* Directions for this task *
Within the records below is a range that opens at the line with "use arbitrary::Arbitrary;" and closes at the line with "actual.extend(chunked.push(head));". Return that range word for word, both ends included, and only that range.

___ Study material ___

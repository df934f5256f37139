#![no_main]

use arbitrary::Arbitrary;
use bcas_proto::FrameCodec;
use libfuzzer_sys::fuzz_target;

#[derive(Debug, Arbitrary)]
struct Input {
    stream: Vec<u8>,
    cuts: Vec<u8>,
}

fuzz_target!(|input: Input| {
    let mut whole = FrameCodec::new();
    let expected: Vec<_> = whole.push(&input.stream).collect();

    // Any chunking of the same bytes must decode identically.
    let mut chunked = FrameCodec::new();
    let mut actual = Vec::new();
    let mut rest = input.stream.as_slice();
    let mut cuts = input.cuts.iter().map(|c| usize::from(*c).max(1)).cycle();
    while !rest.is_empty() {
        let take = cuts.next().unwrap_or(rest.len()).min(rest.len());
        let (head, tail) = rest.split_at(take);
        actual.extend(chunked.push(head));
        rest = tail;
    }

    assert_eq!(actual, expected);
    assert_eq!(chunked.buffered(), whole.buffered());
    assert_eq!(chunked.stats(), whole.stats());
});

___
___ Study material ___

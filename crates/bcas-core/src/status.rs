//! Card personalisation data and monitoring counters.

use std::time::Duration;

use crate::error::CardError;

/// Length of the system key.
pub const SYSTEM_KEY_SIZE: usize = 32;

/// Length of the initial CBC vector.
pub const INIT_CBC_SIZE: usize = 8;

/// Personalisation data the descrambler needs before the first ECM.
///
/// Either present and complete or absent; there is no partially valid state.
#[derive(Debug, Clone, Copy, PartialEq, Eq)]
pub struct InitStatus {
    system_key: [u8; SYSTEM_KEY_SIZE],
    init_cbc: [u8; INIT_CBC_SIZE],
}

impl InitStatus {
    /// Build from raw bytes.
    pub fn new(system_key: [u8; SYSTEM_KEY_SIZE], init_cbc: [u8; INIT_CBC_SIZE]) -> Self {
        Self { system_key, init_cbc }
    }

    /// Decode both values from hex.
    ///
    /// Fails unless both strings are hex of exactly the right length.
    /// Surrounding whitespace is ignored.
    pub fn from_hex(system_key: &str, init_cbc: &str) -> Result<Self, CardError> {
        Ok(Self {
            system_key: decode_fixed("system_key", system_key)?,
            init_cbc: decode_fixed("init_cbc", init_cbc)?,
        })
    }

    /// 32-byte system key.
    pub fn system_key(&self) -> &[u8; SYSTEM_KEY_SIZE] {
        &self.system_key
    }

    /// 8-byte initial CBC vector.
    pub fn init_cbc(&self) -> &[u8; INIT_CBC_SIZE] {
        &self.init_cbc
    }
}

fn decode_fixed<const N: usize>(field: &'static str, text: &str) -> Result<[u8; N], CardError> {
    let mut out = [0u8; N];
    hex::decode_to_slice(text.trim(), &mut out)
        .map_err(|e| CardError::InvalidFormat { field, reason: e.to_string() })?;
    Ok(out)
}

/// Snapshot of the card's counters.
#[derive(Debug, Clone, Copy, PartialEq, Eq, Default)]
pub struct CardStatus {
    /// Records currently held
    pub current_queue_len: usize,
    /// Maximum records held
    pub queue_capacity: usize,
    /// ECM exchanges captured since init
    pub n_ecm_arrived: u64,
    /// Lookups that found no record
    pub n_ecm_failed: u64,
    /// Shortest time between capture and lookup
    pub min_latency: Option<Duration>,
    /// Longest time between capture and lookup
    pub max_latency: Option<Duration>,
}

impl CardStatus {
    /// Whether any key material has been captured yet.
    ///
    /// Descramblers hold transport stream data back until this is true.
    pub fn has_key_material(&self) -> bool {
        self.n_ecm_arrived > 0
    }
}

___

* Solution below *
use arbitrary::Arbitrary;
use bcas_proto::FrameCodec;
use libfuzzer_sys::fuzz_target;

#[derive(Debug, Arbitrary)]
struct Input {
    stream: Vec<u8>,
    cuts: Vec<u8>,
}

fuzz_target!(|input: Input| {
    let mut whole = FrameCodec::new();
    let expected: Vec<_> = whole.push(&input.stream).collect();

    // Any chunking of the same bytes must decode identically.
    let mut chunked = FrameCodec::new();
    let mut actual = Vec::new();
    let mut rest = input.stream.as_slice();
    let mut cuts = input.cuts.iter().map(|c| usize::from(*c).max(1)).cycle();
    while !rest.is_empty() {
        let take = cuts.next().unwrap_or(rest.len()).min(rest.len());
        let (head, tail) = rest.split_at(take);
        actual.extend(chunked.push(head));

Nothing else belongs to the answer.